しかし、ユカが危惧した通り……入り口は工事用のゲートで仕切られており、警備員の姿もあるため、部外者が病院の敷地内に入ることは出来ない。今もどこか工事が続いているのか、現場で働く人や工事車両が出入りをしている状態だ。
その現状を確認しながら入り口をスルーして、突き当りにある交差点まで移動。立ち止まったユカは……一度瞬きをしてから、自身の右手薬指を注意深く観察する。
「えぇっと……分町ママは……あった!」
そして、小指の先から繋がる一本の『関係縁』を左手の親指と人差し指でつまみ、ぐいっと引っ張った。
次の瞬間――
「……ちょっとちょっと、呼び出し方が乱暴じゃないかしら、ケッカちゃん」
ユカと華蓮の間に登場した分町ママが、不機嫌そうな声と態度で姿を見せる。
慌てて眼鏡を外した華蓮は、自分の目の前にいた分町ママに驚き、「ひへぁっ!?」と、変な声を出した。

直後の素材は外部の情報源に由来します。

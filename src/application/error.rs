use thiserror::Error;

use crate::{config::LoadError, infra::error::InfraError};

#[derive(Debug, Error)]
pub enum AppError {
    #[error("failed to load configuration: {0}")]
    Load(#[from] LoadError),
    #[error(transparent)]
    Infra(#[from] InfraError),
    #[error("{failed} of {total} documents failed to render")]
    Render { failed: usize, total: usize },
}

分町ママのジト目に、ユカは「面目ない」と謝罪しつつ釈明を始める。
「だって、こんな町のど真ん中で、「分町ママー!」なんて大声で呼んだら変な人扱いです。だから静かに、それでいて確実に呼んだわけですよ」
ユカの言い分はもっともだが、分町ママには分町ママの言い訳があるため、ユカを見る目が納得していないジト目なのは変わらない。
「大体、私の営業時間は17時からだって言ったわよね? 時間外労働は高いわよ?」
「その辺は支局長に何とかしてもらってください。あたしは下っ端なので、支局長の許可無く報酬の約束は出来ませーん」
「ケッカちゃんの場合は全部事後承諾でしょうが……」
分町ママのジト目は痛い。華蓮は苦笑いで事の成り行きを見守っていたが、勇気を出して話の中に入ってみることにした。

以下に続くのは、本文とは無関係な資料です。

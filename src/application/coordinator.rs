//! Concurrent rendering of all formula spans in one document.

use std::{io, path::Path, sync::Arc};

use futures::future;
use thiserror::Error;
use tokio::fs;
use tracing::debug;

use crate::{
    domain::{
        formula::{self, FormulaSpan},
        outcome::RenderedFormula,
    },
    infra::{
        export::{ExportError, RasterExporter},
        typeset::{TypesetError, Typesetter},
    },
};

use super::namer::ArtifactNamer;

const VECTOR_EXTENSION: &str = "svg";

#[derive(Debug, Error)]
pub enum RenderError {
    #[error(transparent)]
    Typeset(#[from] TypesetError),
    #[error(transparent)]
    Export(#[from] ExportError),
    #[error("io error while rendering artifact: {0}")]
    Io(#[from] io::Error),
}

/// Drives the typeset and export collaborators for every span of a document.
#[derive(Debug, Clone)]
pub struct RenderCoordinator {
    typesetter: Arc<Typesetter>,
    exporter: Arc<RasterExporter>,
    namer: Arc<ArtifactNamer>,
    raster_extension: String,
}

impl RenderCoordinator {
    pub fn new(
        typesetter: Arc<Typesetter>,
        exporter: Arc<RasterExporter>,
        namer: Arc<ArtifactNamer>,
        raster_extension: impl Into<String>,
    ) -> Self {
        Self {
            typesetter,
            exporter,
            namer,
            raster_extension: raster_extension.into(),
        }
    }

    /// Render every span concurrently (unbounded fan-out) and wait for all of
    /// them. Identifiers are assigned in call order while completion order is
    /// unconstrained, so each result carries its originating span and the
    /// collected batch is sorted back into ascending offset order. Any
    /// typeset, export, or file failure fails the whole batch.
    pub async fn render_all(
        &self,
        spans: Vec<FormulaSpan>,
        out_dir: &Path,
    ) -> Result<Vec<RenderedFormula>, RenderError> {
        let renders = spans.into_iter().map(|span| self.render_one(span, out_dir));
        let mut results = future::try_join_all(renders).await?;
        results.sort_by_key(|result| result.span.start);
        Ok(results)
    }

    async fn render_one(
        &self,
        span: FormulaSpan,
        out_dir: &Path,
    ) -> Result<RenderedFormula, RenderError> {
        let source = formula::strip_markers(&span.raw);
        let id = self.namer.next();

        let svg = self.typesetter.typeset(&source).await?;
        let vector_path = out_dir.join(format!("{id}.{VECTOR_EXTENSION}"));
        let raster_path = out_dir.join(format!("{id}.{}", self.raster_extension));

        fs::write(&vector_path, format!("{svg}\n")).await?;
        self.exporter.export(&vector_path, &raster_path).await?;
        fs::remove_file(&vector_path).await?;

        debug!(
            target = "application::coordinator",
            artifact = %raster_path.display(),
            id,
            "Formula rendered"
        );
        Ok(RenderedFormula {
            artifact: raster_path,
            span,
        })
    }
}

#[cfg(all(test, unix))]
mod tests {
    use std::{fs, os::unix::fs::PermissionsExt, path::PathBuf};

    use tempfile::TempDir;

    use crate::infra::typeset::TypesetOptions;

    use super::*;

    fn make_executable(path: &PathBuf) {
        let mut perms = fs::metadata(path).expect("metadata").permissions();
        perms.set_mode(0o755);
        fs::set_permissions(path, perms).expect("set perms");
    }

    fn fake_typesetter(dir: &TempDir) -> Arc<Typesetter> {
        let script_path = dir.path().join("fake-typeset");
        fs::write(
            &script_path,
            r#"#!/bin/sh
set -eu
for arg in "$@"; do formula="$arg"; done
case "$formula" in
  *fail*)
    echo "typeset error: $formula" >&2
    exit 3
    ;;
esac
printf '<svg>%s</svg>' "$formula"
"#,
        )
        .expect("write script");
        make_executable(&script_path);
        Arc::new(Typesetter::new(script_path, TypesetOptions::default()))
    }

    fn fake_exporter(dir: &TempDir) -> Arc<RasterExporter> {
        let script_path = dir.path().join("fake-export");
        fs::write(
            &script_path,
            r#"#!/bin/sh
set -eu
cp "$1" "$2"
"#,
        )
        .expect("write script");
        make_executable(&script_path);
        Arc::new(RasterExporter::new(script_path))
    }

    fn span(raw: &str, start: usize) -> FormulaSpan {
        FormulaSpan {
            raw: raw.to_owned(),
            start,
            end: start + raw.len(),
        }
    }

    #[tokio::test]
    async fn renders_spans_and_preserves_document_order() {
        let dir = TempDir::new().expect("temp dir");
        let out_dir = dir.path().join("out");
        fs::create_dir_all(&out_dir).expect("mkdir");

        let coordinator = RenderCoordinator::new(
            fake_typesetter(&dir),
            fake_exporter(&dir),
            Arc::new(ArtifactNamer::starting_at(0)),
            "png",
        );

        let spans = vec![
            span("```mr a ```mrend", 0),
            span("```mr b ```mrend", 40),
            span("```mr c ```mrend", 80),
        ];
        let results = coordinator
            .render_all(spans.clone(), &out_dir)
            .await
            .expect("render");

        assert_eq!(results.len(), 3);
        for (result, expected) in results.iter().zip(&spans) {
            assert_eq!(&result.span, expected);
        }
        for id in 1..=3u64 {
            assert!(out_dir.join(format!("{id}.png")).is_file());
            assert!(!out_dir.join(format!("{id}.svg")).exists());
        }
        let rendered = fs::read_to_string(&results[0].artifact).expect("read artifact");
        assert_eq!(rendered, "<svg>a</svg>\n");
    }

    #[tokio::test]
    async fn one_bad_formula_fails_the_whole_batch() {
        let dir = TempDir::new().expect("temp dir");
        let out_dir = dir.path().join("out");
        fs::create_dir_all(&out_dir).expect("mkdir");

        let coordinator = RenderCoordinator::new(
            fake_typesetter(&dir),
            fake_exporter(&dir),
            Arc::new(ArtifactNamer::starting_at(0)),
            "png",
        );

        let spans = vec![
            span("```mr ok ```mrend", 0),
            span("```mr fail ```mrend", 40),
            span("```mr also-ok ```mrend", 80),
        ];
        let err = coordinator
            .render_all(spans, &out_dir)
            .await
            .expect_err("batch failure");
        assert!(matches!(err, RenderError::Typeset(TypesetError::Cli { .. })));
    }
}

「あ、あの……それで、山本さんはどうするつもりですか? 病院内には入れそうにありませんけど……」
「おお、そうやった。片倉さん、分町ママにさっきの『生前調書』、見せてくれる? 対外的にはあたしに見せる感じで」
「わ、分かりました……」
手持ちのトートバッグから『生前調書』を取り出した華蓮が、ユカと目線の高さを合わせてくれた分町ママにそれを見せる。
すぐに思い当たった分町ママは「あーハイハイ、この人ねー」と、書類から顔を上げて、周囲をぐるりと見渡した。

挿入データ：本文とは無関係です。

//! Filesystem discovery for input documents and previously rendered artifacts.

use std::{
    io,
    path::{Path, PathBuf},
};

use walkdir::WalkDir;

fn has_extension(path: &Path, extension: &str) -> bool {
    path.extension().and_then(|ext| ext.to_str()) == Some(extension)
}

fn is_underscored(path: &Path) -> bool {
    path.file_name()
        .and_then(|name| name.to_str())
        .is_some_and(|name| name.starts_with('_'))
}

/// Candidate documents under `workdir`: files with the given extension that
/// sit directly inside a chapter directory (a directory whose name starts
/// with `chapter_prefix`) and whose name does not start with an underscore.
/// Returned sorted so runs enumerate documents deterministically.
pub fn documents(
    workdir: &Path,
    chapter_prefix: &str,
    extension: &str,
) -> Result<Vec<PathBuf>, io::Error> {
    let mut found = Vec::new();
    for entry in WalkDir::new(workdir).min_depth(2).max_depth(2) {
        let entry = entry.map_err(io::Error::from)?;
        if !entry.file_type().is_file() {
            continue;
        }
        let path = entry.path();
        let in_chapter = path
            .parent()
            .and_then(|dir| dir.file_name())
            .and_then(|name| name.to_str())
            .is_some_and(|name| name.starts_with(chapter_prefix));
        if in_chapter && !is_underscored(path) && has_extension(path, extension) {
            found.push(path.to_owned());
        }
    }
    found.sort();
    Ok(found)
}

/// Previously rendered artifacts: files with the given extension under any
/// subdirectory of `root`, excluding underscore-prefixed names. A missing
/// root is the first-ever run and yields an empty list.
pub fn artifacts(root: &Path, extension: &str) -> Result<Vec<PathBuf>, io::Error> {
    if !root.is_dir() {
        return Ok(Vec::new());
    }
    let mut found = Vec::new();
    for entry in WalkDir::new(root).min_depth(2) {
        let entry = entry.map_err(io::Error::from)?;
        if !entry.file_type().is_file() {
            continue;
        }
        let path = entry.path();
        if !is_underscored(path) && has_extension(path, extension) {
            found.push(path.to_owned());
        }
    }
    found.sort();
    Ok(found)
}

「この彼……最近、病院っていうよりも河川敷にいることが多いんじゃないかしら?」
「河川敷?」
「そ。少し行ったところに広瀬川があって、そこの河川敷で勧誘活動をしてるはずよ。多分今日もそこにいるはず、案内するわね」
そう言ってふよふよと進む分町ママの背中を、2人は慌てて追いかけるのだった。
広瀬川――仙台市を流れる一級河川。大都市を流れるその姿は仙台市のシンボル的な存在でもあり、初夏には鮎釣り、秋には河原で芋煮会を楽しむ光景も見られる。ヒット曲「青葉城恋唄」の始まりに出てくるのはこの川である。
分町ママの案内で河原へ降りることが出来る階段を下った2人は、散歩道として整備されている歩道を歩き……足を止めた。
普段ならば犬の散歩やランニングをしている人が通りそうな時間だが、幸いにも、今は2人しか生きている人間はいない。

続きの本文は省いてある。